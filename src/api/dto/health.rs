//! DTOs for health check endpoint.

use serde::Serialize;

/// Health check response with component status.
#[derive(Debug, Serialize)]
pub struct HealthResponse {
    pub status: String,
    pub version: String,
    pub checks: HealthChecks,
}

/// Health status for each system component.
#[derive(Debug, Serialize)]
pub struct HealthChecks {
    pub database: CheckStatus,
    pub click_queue: CheckStatus,
}

/// Individual component health status.
#[derive(Debug, Serialize)]
pub struct CheckStatus {
    pub status: String,

    #[serde(skip_serializing_if = "Option::is_none")]
    pub message: Option<String>,
}

impl CheckStatus {
    pub fn ok(message: impl Into<String>) -> Self {
        Self {
            status: "ok".to_string(),
            message: Some(message.into()),
        }
    }

    pub fn error(message: impl Into<String>) -> Self {
        Self {
            status: "error".to_string(),
            message: Some(message.into()),
        }
    }

    pub fn is_ok(&self) -> bool {
        self.status == "ok"
    }
}
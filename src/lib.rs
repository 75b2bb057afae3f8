#![doc = include_str!("../README.md")]
// If this was in Cargo.toml, it would cover tests as well
#![warn(missing_docs, clippy::missing_assert_message)]

#[cfg(not(unix))]
compile_error!("fdchannel passes file descriptors over Unix domain sockets and only supports Unix");

#[macro_use]
mod macros;

mod c_wrappers;
mod channel;
mod cmsg;
mod error;
mod fdops;
mod fdset;
mod misc;
mod unixprelude;
mod util;

pub use {
    channel::{is_message_preserving, Channel, Mode, RecvSuccess},
    cmsg::Truncation,
    error::{Error, Result},
    fdset::{FdSet, MAX_FD_COUNT},
};

#[cfg(test)]
#[path = "../tests/index.rs"]
#[allow(clippy::unwrap_used, clippy::arithmetic_side_effects, clippy::indexing_slicing)]
mod tests;
use crate::unixprelude::*;
use cfg_if::cfg_if;
use std::{
    io::{self, IoSlice, IoSliceMut},
    mem::zeroed,
};
use to_method::To;

#[allow(dead_code)]
mod tname {
    pub static SOCKLEN_T: &str = "`socklen_t`";
    pub static SIZE_T: &str = "`size_t`";
    pub static C_INT: &str = "`c_int`";
}

cfg_if! {
    if #[cfg(fdchan_msghdr_iovlen_size_t)] {
        pub(crate) type MsghdrIovlen = size_t;
        static MSGHDR_IOVLEN_NAME: &str = tname::SIZE_T;
    } else {
        pub(crate) type MsghdrIovlen = c_int;
        static MSGHDR_IOVLEN_NAME: &str = tname::C_INT;
    }
}
cfg_if! {
    if #[cfg(fdchan_msghdr_controllen_size_t)] {
        pub(crate) type MsghdrControllen = size_t;
        static MSGHDR_CONTROLLEN_NAME: &str = tname::SIZE_T;
    } else {
        pub(crate) type MsghdrControllen = socklen_t;
        static MSGHDR_CONTROLLEN_NAME: &str = tname::SOCKLEN_T;
    }
}

fn to_msghdr_iovlen(iovlen: usize) -> io::Result<MsghdrIovlen> {
    iovlen.try_to::<MsghdrIovlen>().map_err(|_| {
        io::Error::new(
            io::ErrorKind::InvalidInput,
            format!("number of scatter-gather buffers overflowed {MSGHDR_IOVLEN_NAME}"),
        )
    })
}
fn to_msghdr_controllen(controllen: usize) -> io::Result<MsghdrControllen> {
    controllen.try_to::<MsghdrControllen>().map_err(|_| {
        io::Error::new(
            io::ErrorKind::InvalidInput,
            format!("ancillary data buffer length overflowed {MSGHDR_CONTROLLEN_NAME}"),
        )
    })
}

/// Builds a `msghdr` for `recvmsg`. A zero-length `anc` leaves `msg_control` null.
///
/// The returned header borrows `iov` and `anc` through raw pointers; both must outlive every use
/// of it.
pub(crate) fn mk_msghdr_r(iov: &mut [IoSliceMut<'_>], anc: &mut [u8]) -> io::Result<msghdr> {
    let control = if anc.is_empty() { std::ptr::null_mut() } else { anc.as_mut_ptr() };
    fill_msghdr(iov.as_mut_ptr().cast(), iov.len(), control, anc.len())
}
/// Builds a `msghdr` for `sendmsg`. Same borrowing rules as [`mk_msghdr_r`].
pub(crate) fn mk_msghdr_w(iov: &[IoSlice<'_>], anc: &[u8]) -> io::Result<msghdr> {
    let control = if anc.is_empty() { std::ptr::null_mut() } else { anc.as_ptr().cast_mut() };
    fill_msghdr(iov.as_ptr().cast_mut().cast(), iov.len(), control, anc.len())
}
fn fill_msghdr(
    iov: *mut libc::iovec,
    iovlen: usize,
    control: *mut u8,
    controllen: usize,
) -> io::Result<msghdr> {
    let mut hdr: msghdr = unsafe {
        // SAFETY: msghdr is plain old data, i.e. an all-zero pattern is allowed
        zeroed()
    };
    hdr.msg_iov = iov;
    hdr.msg_iovlen = to_msghdr_iovlen(iovlen)?;
    hdr.msg_control = control.cast();
    hdr.msg_controllen = to_msghdr_controllen(controllen)?;
    Ok(hdr)
}
//! Framed-stream specifics, driven from a raw `UnixStream` on the other end.

use crate::{tests::util::*, Channel, Error, FdSet, Mode, MAX_FD_COUNT};
use color_eyre::eyre::{bail, ensure, WrapErr};
use std::{
	fs::File,
	io::{Read, Write},
	os::{
		fd::{AsFd, BorrowedFd},
		unix::net::UnixStream,
	},
	thread,
};

fn header(len: u32, fds: u32) -> [u8; 8] {
	let mut h = [0; 8];
	h[..4].copy_from_slice(&len.to_ne_bytes());
	h[4..].copy_from_slice(&fds.to_ne_bytes());
	h
}
fn raw_pair() -> TestResult<(UnixStream, Channel)> {
	let (raw, ours) = UnixStream::pair().context("socket pair creation failed")?;
	let chan = Channel::new(ours).context("channel creation failed")?;
	ensure_eq!(chan.mode(), Mode::FramedStream);
	Ok((raw, chan))
}

/// A payload far larger than the socket buffer has to be split over many `sendmsg` and
/// `recvmsg` calls, with the descriptors attached to the first one only.
pub(super) fn large_payload() -> TestResult {
	const LEN: usize = 4 * 1024 * 1024;
	let (a, b) = Channel::pair_with(Mode::FramedStream).context("socket pair creation failed")?;
	let mut payload = vec![0; LEN];
	Xorshift32::from_id("framed large payload").fill(&mut payload);
	let files = (0..MAX_FD_COUNT)
		.map(|n| tempfile_with(&[n as u8; 3]))
		.collect::<TestResult<Vec<File>>>()?;
	let borrowed: Vec<BorrowedFd<'_>> = files.iter().map(AsFd::as_fd).collect();

	let mut buf = vec![0; LEN];
	let mut fds = FdSet::new();
	let rs = thread::scope(|s| {
		let sender = s.spawn(|| a.send_with_fds(&payload, &borrowed));
		let rs = b.recv_with_fds(&mut buf, &mut fds);
		sender.join().unwrap().context("send failed")?;
		rs.context("receive failed")
	})?;

	ensure_eq!((rs.main, rs.descriptors), (LEN, MAX_FD_COUNT));
	ensure!(buf == payload, "payload was not reassembled correctly");
	for (n, fd) in fds.into_iter().enumerate() {
		ensure_eq!(contents(&File::from(fd))?, vec![n as u8; 3]);
	}
	Ok(())
}

pub(super) fn wire_format() -> TestResult {
	let (mut raw, chan) = raw_pair()?;
	chan.send(b"hello").context("send failed")?;
	let mut got = [0; 13];
	raw.read_exact(&mut got).context("raw read failed")?;
	ensure_eq!(got[..8], header(5, 0));
	ensure_eq!(&got[8..], b"hello");

	let mut msg = header(3, 0).to_vec();
	msg.extend_from_slice(b"abc");
	raw.write_all(&msg).context("raw write failed")?;
	let mut buf = [0; 16];
	ensure_eq!(chan.recv(&mut buf)?, 3);
	ensure_eq!(&buf[..3], b"abc");
	Ok(())
}

pub(super) fn too_many_descriptors() -> TestResult {
	let (mut raw, chan) = raw_pair()?;
	let mut msg = header(4, 9).to_vec();
	msg.extend_from_slice(b"data");
	raw.write_all(&msg).context("raw write failed")?;
	match chan.recv_with_fds(&mut [0; 16], &mut FdSet::new()) {
		Err(Error::TooManyDescriptors { declared: 9 }) => Ok(()),
		other => bail!("expected a descriptor count violation, got {other:?}"),
	}
}

pub(super) fn empty_message() -> TestResult {
	let (mut raw, chan) = raw_pair()?;
	raw.write_all(&header(0, 1)).context("raw write failed")?;
	match chan.recv_with_fds(&mut [0; 16], &mut FdSet::new()) {
		Err(Error::EmptyMessage) => Ok(()),
		other => bail!("expected an empty message to be rejected, got {other:?}"),
	}
}

pub(super) fn incomplete() -> TestResult {
	let (mut raw, chan) = raw_pair()?;
	let mut msg = header(16, 0).to_vec();
	msg.extend_from_slice(b"12345");
	raw.write_all(&msg).context("raw write failed")?;
	drop(raw);
	match chan.recv(&mut [0; 32]) {
		Err(e @ Error::Incomplete { expected: 16, received: 5 }) => {
			ensure!(!e.is_closed(), "a cut-off body must not look like a clean disconnect");
		}
		other => bail!("expected a cut-off body, got {other:?}"),
	}

	let (mut raw, chan) = raw_pair()?;
	raw.write_all(&header(16, 0)[..3]).context("raw write failed")?;
	drop(raw);
	match chan.recv(&mut [0; 32]) {
		Err(e @ Error::Incomplete { expected: 8, received: 3 }) => {
			ensure!(!e.is_closed(), "a cut-off header must not look like a clean disconnect");
		}
		other => bail!("expected a cut-off header, got {other:?}"),
	}
	Ok(())
}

TASK OBJECTIVE:
Look through the entries above and report each line where the string "filename" occurs.

EXERCISE RESULT:
filename src/api/dto/health.rs
filename src/lib.rs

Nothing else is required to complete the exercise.